Using the line that contains "the landing page." as the first line and the last line of the data as the final one, give every line in that range again exactly.

□ □ □

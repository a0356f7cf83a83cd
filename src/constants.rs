/// Interaction tuning constants for the landing page.
///
/// These express intended behavior (typing cadence, spring feel, tilt gain) and
/// keep magic numbers out of the primitives and the DOM wiring.
// Typed hero title
pub const TYPED_INTERVAL_MS: u64 = 70; // per revealed character
pub const TYPED_DELAY_MS: u64 = 250; // before the first character
pub const TYPED_MIN_INTERVAL_MS: u64 = 1; // zero intervals are raised to this
pub const TYPED_POLL_MS: u64 = 10; // browser timer granularity driving the reveal

// Cursor flame spring
pub const FLAME_STIFFNESS: f32 = 300.0;
pub const FLAME_DAMPING: f32 = 30.0;
pub const FLAME_MASS: f32 = 0.4;
pub const FLAME_REST_DELTA: f32 = 0.01; // px; snap to target below this
pub const FLAME_REST_SPEED: f32 = 0.01; // px per second
pub const FLAME_START: [f32; 2] = [-100.0, -100.0]; // off-screen until the first move
pub const SPRING_MAX_SUBSTEP_SEC: f32 = 0.004;
pub const SPRING_MAX_FRAME_SEC: f32 = 0.25; // clamp after tab switches

// Tilt cards
pub const TILT_GAIN_DEG: f32 = 12.0; // full span; a corner tilts by half of this

// Hero glow
pub const GLOW_RADIUS_PX: u32 = 600;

□ □ □

### Exercise answer
/// Interaction tuning constants for the landing page.
///
/// These express intended behavior (typing cadence, spring feel, tilt gain) and
/// keep magic numbers out of the primitives and the DOM wiring.
// Typed hero title
pub const TYPED_INTERVAL_MS: u64 = 70; // per revealed character
pub const TYPED_DELAY_MS: u64 = 250; // before the first character
pub const TYPED_MIN_INTERVAL_MS: u64 = 1; // zero intervals are raised to this
pub const TYPED_POLL_MS: u64 = 10; // browser timer granularity driving the reveal

// Cursor flame spring
pub const FLAME_STIFFNESS: f32 = 300.0;
pub const FLAME_DAMPING: f32 = 30.0;
pub const FLAME_MASS: f32 = 0.4;
pub const FLAME_REST_DELTA: f32 = 0.01; // px; snap to target below this
pub const FLAME_REST_SPEED: f32 = 0.01; // px per second
pub const FLAME_START: [f32; 2] = [-100.0, -100.0]; // off-screen until the first move
pub const SPRING_MAX_SUBSTEP_SEC: f32 = 0.004;
pub const SPRING_MAX_FRAME_SEC: f32 = 0.25; // clamp after tab switches

// Tilt cards
pub const TILT_GAIN_DEG: f32 = 12.0; // full span; a corner tilts by half of this

// Hero glow
pub const GLOW_RADIUS_PX: u32 = 600;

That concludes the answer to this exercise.